■ **Problem**: Filter the entries beneath this task, copying only the lines that hold the word "format".

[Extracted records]
━━━━━━━━━━━━━━━━━━━━━━━━━━━━━━

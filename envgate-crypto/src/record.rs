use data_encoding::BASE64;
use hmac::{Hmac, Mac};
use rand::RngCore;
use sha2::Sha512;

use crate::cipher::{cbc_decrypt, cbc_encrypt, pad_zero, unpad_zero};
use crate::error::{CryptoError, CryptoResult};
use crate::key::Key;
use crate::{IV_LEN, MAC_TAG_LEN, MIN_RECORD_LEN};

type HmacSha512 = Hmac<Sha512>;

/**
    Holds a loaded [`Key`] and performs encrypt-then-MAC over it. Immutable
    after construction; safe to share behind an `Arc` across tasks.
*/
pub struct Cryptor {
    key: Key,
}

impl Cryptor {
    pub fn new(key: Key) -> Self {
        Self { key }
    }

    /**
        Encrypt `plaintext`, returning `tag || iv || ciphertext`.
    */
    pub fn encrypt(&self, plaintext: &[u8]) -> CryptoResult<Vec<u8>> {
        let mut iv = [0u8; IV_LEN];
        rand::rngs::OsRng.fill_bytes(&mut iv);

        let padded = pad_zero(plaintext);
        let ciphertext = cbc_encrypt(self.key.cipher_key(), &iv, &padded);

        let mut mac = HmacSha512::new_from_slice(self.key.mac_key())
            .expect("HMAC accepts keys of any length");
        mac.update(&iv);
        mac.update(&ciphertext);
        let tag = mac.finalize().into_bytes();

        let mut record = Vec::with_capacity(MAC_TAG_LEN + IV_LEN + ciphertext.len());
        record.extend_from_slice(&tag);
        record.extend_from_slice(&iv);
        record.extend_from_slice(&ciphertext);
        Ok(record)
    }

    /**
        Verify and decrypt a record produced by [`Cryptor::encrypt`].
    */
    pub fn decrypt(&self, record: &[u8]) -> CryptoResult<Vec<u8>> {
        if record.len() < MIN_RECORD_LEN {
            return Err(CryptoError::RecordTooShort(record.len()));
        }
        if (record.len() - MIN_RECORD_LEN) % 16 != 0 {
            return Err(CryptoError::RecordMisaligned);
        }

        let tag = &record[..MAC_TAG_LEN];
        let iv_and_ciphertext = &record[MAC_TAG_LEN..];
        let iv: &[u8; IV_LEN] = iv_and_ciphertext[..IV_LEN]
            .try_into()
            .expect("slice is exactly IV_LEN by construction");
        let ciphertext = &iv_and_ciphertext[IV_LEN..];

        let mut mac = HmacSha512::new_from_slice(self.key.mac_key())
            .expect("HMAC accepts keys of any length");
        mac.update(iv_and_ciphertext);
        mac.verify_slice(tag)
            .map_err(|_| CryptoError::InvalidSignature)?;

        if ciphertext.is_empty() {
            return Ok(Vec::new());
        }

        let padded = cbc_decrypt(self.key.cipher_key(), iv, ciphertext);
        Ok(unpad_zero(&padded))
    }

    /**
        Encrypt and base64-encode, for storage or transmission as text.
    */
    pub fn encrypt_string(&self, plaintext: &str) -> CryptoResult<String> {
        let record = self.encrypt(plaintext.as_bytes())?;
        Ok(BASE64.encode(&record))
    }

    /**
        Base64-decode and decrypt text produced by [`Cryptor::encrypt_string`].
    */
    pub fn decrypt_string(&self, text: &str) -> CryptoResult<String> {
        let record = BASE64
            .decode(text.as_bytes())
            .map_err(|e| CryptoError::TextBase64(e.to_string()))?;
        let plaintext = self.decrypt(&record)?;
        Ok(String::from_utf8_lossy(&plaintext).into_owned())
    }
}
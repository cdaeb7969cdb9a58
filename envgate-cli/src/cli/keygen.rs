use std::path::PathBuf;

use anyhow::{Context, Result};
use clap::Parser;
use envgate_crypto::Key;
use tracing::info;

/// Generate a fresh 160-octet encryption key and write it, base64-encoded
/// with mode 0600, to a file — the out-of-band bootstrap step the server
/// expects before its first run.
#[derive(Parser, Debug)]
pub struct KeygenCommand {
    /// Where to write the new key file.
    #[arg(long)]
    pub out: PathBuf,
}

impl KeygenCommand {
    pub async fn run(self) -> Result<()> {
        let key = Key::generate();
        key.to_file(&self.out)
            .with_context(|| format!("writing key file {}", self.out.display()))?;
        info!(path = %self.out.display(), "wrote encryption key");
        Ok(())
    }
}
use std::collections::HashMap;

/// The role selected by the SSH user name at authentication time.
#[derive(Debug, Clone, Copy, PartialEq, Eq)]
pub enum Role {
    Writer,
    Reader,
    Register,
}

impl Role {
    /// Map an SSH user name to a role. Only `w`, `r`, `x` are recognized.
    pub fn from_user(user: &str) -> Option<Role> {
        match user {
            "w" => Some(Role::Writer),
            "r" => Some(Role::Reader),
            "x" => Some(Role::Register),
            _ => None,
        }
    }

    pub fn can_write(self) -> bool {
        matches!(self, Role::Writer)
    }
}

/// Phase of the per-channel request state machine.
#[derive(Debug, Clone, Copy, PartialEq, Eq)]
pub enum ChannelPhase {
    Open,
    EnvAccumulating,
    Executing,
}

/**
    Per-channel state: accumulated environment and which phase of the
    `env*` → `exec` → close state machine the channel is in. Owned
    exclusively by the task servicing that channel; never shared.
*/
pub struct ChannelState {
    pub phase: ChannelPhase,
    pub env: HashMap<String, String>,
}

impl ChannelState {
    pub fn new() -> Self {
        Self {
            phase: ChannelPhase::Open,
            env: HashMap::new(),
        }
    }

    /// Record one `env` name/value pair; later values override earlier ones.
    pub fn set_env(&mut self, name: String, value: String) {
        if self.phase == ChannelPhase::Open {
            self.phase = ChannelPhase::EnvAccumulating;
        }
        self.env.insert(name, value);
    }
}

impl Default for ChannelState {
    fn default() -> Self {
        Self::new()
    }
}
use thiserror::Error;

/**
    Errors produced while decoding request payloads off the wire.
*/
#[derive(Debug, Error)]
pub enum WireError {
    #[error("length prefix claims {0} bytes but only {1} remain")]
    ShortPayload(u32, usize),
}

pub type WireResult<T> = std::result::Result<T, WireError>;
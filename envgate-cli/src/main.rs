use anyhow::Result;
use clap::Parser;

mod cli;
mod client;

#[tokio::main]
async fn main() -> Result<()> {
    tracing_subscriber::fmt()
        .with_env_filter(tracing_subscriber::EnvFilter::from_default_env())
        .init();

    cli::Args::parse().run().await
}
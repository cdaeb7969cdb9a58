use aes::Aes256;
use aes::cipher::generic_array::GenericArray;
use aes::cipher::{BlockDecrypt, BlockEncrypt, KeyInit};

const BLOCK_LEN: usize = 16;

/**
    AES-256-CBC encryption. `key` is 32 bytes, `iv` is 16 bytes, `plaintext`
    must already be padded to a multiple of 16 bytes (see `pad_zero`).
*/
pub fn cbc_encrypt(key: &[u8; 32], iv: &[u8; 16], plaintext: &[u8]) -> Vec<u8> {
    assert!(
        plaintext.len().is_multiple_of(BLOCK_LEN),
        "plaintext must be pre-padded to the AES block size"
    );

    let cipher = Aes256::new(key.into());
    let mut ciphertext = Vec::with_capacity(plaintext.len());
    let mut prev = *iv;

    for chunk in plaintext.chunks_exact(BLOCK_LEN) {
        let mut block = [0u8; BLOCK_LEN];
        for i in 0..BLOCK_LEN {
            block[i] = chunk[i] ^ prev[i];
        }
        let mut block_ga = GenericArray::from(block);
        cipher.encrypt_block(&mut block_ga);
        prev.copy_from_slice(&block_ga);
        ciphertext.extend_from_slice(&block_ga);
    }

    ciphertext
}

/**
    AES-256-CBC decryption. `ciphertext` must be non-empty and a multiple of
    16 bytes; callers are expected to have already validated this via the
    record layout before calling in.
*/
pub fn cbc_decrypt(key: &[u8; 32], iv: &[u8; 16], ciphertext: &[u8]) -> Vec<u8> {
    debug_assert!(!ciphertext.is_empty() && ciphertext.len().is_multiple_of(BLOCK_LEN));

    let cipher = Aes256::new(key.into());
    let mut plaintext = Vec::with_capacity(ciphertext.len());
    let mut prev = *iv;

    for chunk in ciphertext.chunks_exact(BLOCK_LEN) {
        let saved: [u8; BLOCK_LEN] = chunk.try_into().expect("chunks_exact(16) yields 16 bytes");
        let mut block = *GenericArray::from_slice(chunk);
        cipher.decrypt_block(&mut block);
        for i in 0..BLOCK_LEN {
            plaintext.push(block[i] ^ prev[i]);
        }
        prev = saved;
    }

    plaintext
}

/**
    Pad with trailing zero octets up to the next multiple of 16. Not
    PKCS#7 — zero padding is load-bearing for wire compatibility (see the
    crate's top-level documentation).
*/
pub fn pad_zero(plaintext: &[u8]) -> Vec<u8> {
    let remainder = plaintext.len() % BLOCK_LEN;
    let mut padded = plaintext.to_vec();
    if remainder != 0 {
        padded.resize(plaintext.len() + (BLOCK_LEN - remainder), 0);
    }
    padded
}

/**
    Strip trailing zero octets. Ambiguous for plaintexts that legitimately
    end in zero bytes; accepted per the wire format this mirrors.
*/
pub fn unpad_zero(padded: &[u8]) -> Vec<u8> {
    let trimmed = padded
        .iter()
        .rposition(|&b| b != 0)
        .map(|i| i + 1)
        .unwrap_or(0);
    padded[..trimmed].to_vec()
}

━━━━━━━━━━━━━━━━━━━━━━━━━━━━━━

■ **Your response**:
            .with_context(|| format!("writing key file {}", self.out.display()))?;
    end in zero bytes; accepted per the wire format this mirrors.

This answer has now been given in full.